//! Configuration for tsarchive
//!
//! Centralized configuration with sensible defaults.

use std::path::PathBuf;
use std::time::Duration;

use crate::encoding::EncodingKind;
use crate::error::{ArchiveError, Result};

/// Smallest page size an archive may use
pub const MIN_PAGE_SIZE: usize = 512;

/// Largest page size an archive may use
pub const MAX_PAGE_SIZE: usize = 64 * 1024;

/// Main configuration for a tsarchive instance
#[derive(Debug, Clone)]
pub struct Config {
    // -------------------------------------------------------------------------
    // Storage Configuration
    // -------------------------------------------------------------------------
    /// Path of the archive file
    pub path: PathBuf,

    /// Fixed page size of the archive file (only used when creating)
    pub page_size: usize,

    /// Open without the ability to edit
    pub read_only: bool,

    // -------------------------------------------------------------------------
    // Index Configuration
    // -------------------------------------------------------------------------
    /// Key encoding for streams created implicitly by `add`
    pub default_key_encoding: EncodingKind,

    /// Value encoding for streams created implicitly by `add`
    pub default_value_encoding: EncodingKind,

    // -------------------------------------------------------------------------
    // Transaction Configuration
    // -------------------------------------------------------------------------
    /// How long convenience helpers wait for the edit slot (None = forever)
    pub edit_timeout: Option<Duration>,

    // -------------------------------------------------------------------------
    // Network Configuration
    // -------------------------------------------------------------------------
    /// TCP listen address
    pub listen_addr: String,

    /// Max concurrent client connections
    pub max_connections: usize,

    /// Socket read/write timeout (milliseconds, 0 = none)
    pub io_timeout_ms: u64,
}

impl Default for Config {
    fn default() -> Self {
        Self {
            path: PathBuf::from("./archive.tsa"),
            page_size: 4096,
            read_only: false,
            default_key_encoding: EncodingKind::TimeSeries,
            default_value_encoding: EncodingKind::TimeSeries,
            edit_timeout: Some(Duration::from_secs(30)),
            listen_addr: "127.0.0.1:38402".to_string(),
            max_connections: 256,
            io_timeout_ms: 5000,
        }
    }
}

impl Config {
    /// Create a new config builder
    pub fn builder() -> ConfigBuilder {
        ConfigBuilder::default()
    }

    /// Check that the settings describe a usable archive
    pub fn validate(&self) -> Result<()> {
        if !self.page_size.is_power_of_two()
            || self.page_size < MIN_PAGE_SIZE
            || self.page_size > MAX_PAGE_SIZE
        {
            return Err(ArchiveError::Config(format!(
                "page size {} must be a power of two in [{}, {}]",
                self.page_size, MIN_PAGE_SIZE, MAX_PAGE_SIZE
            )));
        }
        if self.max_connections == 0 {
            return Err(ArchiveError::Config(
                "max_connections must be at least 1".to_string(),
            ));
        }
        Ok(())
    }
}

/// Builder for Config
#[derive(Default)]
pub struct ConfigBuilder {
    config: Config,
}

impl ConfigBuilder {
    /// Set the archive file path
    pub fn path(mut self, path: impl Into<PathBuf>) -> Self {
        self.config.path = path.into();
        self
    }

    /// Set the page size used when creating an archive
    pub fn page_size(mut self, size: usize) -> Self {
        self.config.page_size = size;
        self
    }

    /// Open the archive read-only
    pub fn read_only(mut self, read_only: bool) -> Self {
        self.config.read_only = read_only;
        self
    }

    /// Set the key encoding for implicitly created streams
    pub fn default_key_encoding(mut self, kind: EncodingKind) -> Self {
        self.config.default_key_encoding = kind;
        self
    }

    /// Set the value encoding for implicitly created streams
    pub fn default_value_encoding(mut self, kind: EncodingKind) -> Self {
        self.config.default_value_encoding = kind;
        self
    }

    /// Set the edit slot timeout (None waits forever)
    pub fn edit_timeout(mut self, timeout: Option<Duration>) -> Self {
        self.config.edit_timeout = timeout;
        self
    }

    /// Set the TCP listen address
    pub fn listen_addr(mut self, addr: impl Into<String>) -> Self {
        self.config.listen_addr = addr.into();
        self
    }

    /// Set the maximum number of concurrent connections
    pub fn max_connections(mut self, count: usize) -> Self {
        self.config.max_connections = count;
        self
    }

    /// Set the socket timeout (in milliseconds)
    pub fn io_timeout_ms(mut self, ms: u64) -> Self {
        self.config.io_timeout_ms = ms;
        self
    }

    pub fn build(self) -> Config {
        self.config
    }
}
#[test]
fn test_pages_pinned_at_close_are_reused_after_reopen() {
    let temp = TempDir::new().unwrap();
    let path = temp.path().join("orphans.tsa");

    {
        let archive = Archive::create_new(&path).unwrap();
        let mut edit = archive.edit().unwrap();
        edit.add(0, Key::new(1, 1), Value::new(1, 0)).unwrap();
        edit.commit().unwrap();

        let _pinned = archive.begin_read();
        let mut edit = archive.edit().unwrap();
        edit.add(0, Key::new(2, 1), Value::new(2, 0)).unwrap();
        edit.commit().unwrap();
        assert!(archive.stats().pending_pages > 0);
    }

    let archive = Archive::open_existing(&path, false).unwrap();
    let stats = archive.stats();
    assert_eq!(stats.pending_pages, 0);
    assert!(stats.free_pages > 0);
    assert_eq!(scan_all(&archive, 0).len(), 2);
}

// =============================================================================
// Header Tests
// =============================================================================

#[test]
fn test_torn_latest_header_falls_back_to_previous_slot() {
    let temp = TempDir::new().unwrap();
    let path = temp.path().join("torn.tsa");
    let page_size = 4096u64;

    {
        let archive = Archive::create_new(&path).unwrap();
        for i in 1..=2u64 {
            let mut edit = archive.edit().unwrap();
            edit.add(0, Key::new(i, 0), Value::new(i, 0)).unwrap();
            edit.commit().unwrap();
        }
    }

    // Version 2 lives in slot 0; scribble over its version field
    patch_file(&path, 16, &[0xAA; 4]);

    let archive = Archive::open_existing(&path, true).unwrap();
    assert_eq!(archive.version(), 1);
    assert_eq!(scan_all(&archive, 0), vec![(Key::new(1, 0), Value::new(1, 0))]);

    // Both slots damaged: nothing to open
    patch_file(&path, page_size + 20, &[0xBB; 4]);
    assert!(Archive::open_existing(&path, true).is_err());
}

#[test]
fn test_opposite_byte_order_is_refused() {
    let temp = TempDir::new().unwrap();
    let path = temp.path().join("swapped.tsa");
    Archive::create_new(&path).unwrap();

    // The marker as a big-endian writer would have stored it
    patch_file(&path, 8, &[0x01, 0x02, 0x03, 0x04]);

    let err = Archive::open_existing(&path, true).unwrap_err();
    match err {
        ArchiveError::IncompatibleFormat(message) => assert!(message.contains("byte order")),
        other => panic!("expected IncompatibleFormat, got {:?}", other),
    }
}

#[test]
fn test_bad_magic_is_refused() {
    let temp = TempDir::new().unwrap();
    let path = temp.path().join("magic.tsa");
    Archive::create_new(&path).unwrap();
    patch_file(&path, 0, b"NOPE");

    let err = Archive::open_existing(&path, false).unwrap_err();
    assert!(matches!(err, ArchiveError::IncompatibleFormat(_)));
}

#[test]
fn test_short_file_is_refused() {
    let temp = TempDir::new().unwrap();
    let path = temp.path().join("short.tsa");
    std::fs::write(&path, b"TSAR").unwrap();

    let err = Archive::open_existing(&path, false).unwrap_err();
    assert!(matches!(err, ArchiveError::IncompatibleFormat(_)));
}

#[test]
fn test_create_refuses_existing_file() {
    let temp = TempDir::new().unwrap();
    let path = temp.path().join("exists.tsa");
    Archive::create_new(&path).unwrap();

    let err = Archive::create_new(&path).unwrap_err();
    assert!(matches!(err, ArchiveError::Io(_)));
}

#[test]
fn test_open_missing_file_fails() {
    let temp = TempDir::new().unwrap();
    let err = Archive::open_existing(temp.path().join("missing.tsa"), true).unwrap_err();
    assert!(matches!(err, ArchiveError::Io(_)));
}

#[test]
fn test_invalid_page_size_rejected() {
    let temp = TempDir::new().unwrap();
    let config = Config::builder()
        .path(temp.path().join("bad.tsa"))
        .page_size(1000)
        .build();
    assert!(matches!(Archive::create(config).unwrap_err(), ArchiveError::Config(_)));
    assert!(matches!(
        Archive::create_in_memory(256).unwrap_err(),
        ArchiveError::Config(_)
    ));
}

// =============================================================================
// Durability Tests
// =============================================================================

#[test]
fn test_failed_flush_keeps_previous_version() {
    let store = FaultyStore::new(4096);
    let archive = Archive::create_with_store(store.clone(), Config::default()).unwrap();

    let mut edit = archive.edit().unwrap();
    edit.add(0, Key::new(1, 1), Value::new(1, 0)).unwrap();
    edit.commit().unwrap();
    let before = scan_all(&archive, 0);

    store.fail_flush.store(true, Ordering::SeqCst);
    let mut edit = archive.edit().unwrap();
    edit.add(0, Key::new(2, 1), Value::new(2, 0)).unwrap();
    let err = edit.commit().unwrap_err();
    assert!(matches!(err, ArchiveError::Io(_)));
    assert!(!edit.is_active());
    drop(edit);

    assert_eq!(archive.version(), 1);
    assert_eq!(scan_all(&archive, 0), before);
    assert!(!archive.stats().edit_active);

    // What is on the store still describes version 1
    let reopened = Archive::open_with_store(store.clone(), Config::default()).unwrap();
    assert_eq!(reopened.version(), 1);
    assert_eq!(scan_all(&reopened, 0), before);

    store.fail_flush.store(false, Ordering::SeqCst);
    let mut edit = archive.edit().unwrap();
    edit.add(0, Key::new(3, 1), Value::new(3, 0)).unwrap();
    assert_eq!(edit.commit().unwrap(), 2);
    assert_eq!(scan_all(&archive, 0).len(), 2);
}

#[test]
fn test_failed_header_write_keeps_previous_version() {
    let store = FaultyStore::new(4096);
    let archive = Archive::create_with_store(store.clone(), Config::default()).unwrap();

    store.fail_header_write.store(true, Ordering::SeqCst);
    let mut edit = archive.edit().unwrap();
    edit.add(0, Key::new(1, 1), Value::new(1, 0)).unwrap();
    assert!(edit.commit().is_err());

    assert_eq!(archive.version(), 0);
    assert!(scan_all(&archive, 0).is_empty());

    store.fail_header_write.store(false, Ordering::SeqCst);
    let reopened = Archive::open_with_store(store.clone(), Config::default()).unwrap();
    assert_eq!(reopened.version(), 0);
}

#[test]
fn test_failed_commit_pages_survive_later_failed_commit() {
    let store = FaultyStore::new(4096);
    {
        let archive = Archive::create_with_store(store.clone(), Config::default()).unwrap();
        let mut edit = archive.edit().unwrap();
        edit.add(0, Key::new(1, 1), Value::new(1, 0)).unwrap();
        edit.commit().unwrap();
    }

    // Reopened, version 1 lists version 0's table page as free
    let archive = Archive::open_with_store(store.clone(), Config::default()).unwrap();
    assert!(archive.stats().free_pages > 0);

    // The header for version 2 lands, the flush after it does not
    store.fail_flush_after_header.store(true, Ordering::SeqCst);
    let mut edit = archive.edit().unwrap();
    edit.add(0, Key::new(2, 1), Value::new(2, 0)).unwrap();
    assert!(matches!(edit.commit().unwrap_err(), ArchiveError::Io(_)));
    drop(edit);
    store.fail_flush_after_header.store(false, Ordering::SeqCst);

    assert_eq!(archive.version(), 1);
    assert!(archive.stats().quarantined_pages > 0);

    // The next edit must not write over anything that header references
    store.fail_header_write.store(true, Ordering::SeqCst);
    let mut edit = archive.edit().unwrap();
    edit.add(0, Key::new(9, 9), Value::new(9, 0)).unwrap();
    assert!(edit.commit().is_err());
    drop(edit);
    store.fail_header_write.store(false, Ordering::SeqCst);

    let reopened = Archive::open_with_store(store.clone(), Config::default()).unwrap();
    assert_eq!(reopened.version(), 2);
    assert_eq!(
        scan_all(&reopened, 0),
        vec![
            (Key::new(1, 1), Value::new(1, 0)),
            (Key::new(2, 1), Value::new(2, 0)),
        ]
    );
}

════════

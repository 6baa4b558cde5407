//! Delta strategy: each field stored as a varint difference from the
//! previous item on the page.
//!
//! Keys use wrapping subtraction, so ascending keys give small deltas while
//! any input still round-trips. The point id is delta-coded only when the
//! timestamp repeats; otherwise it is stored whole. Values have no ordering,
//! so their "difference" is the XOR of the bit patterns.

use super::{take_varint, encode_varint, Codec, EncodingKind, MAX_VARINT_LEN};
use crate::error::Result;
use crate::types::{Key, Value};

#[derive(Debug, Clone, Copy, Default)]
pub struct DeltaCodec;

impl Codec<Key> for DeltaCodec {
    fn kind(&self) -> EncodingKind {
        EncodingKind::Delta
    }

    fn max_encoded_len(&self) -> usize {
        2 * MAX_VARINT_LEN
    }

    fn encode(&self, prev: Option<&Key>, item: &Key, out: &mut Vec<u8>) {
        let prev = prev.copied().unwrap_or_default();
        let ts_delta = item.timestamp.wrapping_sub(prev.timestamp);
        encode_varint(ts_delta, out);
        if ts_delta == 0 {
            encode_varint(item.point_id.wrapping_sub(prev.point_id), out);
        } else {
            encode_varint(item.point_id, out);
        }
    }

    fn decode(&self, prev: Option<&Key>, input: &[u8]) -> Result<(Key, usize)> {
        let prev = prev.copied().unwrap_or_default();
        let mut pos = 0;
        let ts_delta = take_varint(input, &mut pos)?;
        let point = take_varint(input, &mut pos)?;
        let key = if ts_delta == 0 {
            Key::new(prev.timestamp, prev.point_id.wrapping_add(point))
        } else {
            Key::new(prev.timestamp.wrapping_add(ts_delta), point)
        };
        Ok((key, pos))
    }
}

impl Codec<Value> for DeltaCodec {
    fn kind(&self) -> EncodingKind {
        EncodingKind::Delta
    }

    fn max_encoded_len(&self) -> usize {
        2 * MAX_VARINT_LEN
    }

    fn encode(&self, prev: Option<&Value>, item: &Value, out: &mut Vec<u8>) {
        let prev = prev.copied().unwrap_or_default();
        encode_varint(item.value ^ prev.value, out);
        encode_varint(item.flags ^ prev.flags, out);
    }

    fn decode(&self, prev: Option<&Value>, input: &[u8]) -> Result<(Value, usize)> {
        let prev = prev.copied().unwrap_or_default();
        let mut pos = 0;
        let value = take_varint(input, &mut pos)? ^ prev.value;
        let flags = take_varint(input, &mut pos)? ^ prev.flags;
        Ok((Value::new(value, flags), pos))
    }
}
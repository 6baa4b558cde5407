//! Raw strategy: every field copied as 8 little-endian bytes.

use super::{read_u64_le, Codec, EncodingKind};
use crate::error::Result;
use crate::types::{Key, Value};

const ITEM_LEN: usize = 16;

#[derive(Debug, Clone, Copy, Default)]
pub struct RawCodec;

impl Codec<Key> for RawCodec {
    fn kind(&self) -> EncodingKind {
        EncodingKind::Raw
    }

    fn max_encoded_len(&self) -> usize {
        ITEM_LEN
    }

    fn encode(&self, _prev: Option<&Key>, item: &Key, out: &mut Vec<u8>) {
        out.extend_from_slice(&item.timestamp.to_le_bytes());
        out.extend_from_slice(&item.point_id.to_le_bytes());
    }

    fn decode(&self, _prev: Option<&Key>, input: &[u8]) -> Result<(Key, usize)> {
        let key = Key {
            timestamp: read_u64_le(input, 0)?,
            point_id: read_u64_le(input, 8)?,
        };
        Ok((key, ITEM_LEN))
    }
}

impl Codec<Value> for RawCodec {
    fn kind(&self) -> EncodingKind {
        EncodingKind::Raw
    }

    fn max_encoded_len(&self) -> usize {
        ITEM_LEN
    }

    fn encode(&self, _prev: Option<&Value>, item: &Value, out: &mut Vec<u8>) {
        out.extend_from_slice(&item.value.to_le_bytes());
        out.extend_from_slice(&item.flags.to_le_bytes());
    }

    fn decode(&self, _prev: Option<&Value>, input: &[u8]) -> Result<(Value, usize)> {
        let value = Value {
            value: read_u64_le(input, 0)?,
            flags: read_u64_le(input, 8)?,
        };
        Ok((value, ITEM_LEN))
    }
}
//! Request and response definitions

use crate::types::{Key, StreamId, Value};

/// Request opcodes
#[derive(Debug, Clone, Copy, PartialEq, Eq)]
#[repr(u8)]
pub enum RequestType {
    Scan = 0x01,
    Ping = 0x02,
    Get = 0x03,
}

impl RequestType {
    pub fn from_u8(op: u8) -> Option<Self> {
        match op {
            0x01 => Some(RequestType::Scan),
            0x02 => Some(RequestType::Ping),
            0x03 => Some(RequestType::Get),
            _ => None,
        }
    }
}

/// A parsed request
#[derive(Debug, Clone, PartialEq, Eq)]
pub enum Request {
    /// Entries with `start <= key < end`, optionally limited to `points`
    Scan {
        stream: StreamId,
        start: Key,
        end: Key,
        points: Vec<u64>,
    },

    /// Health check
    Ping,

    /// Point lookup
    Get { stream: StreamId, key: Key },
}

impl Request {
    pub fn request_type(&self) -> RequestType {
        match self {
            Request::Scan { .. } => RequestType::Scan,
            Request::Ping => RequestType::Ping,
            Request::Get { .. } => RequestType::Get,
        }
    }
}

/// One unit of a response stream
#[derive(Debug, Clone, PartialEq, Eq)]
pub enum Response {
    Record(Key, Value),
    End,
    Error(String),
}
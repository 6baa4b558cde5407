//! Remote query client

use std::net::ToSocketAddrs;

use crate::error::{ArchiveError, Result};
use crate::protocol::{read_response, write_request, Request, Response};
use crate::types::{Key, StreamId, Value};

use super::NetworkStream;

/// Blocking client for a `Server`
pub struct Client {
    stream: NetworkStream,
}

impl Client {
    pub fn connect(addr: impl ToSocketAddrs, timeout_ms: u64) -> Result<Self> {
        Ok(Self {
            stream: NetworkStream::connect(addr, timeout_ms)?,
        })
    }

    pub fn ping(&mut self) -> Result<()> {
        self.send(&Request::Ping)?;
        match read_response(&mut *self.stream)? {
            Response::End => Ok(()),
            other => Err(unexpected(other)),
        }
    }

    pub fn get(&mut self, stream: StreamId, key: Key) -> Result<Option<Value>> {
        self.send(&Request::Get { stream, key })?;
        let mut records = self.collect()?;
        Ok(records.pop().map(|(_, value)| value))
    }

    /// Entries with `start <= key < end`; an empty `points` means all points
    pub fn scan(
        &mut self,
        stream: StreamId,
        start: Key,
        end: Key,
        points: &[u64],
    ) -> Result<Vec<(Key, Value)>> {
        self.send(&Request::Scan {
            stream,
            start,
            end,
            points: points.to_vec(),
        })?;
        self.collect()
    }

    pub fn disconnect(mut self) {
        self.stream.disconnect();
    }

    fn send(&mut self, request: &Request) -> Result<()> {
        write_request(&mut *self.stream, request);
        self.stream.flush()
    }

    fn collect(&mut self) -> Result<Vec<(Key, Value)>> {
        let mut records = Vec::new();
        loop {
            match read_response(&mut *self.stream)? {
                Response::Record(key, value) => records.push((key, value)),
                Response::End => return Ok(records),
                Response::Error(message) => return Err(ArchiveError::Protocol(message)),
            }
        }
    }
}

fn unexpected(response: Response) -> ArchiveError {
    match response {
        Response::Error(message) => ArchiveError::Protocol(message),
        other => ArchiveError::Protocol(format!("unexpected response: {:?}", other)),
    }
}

════════

#### TASK
Every line holding the word "flags" should be copied out of the material.

#### ANSWER TO THE EXERCISE
        encode_varint(item.flags ^ prev.flags, out);
        let flags = take_varint(input, &mut pos)? ^ prev.flags;
        Ok((Value::new(value, flags), pos))
        out.extend_from_slice(&item.flags.to_le_bytes());
            flags: read_u64_le(input, 8)?,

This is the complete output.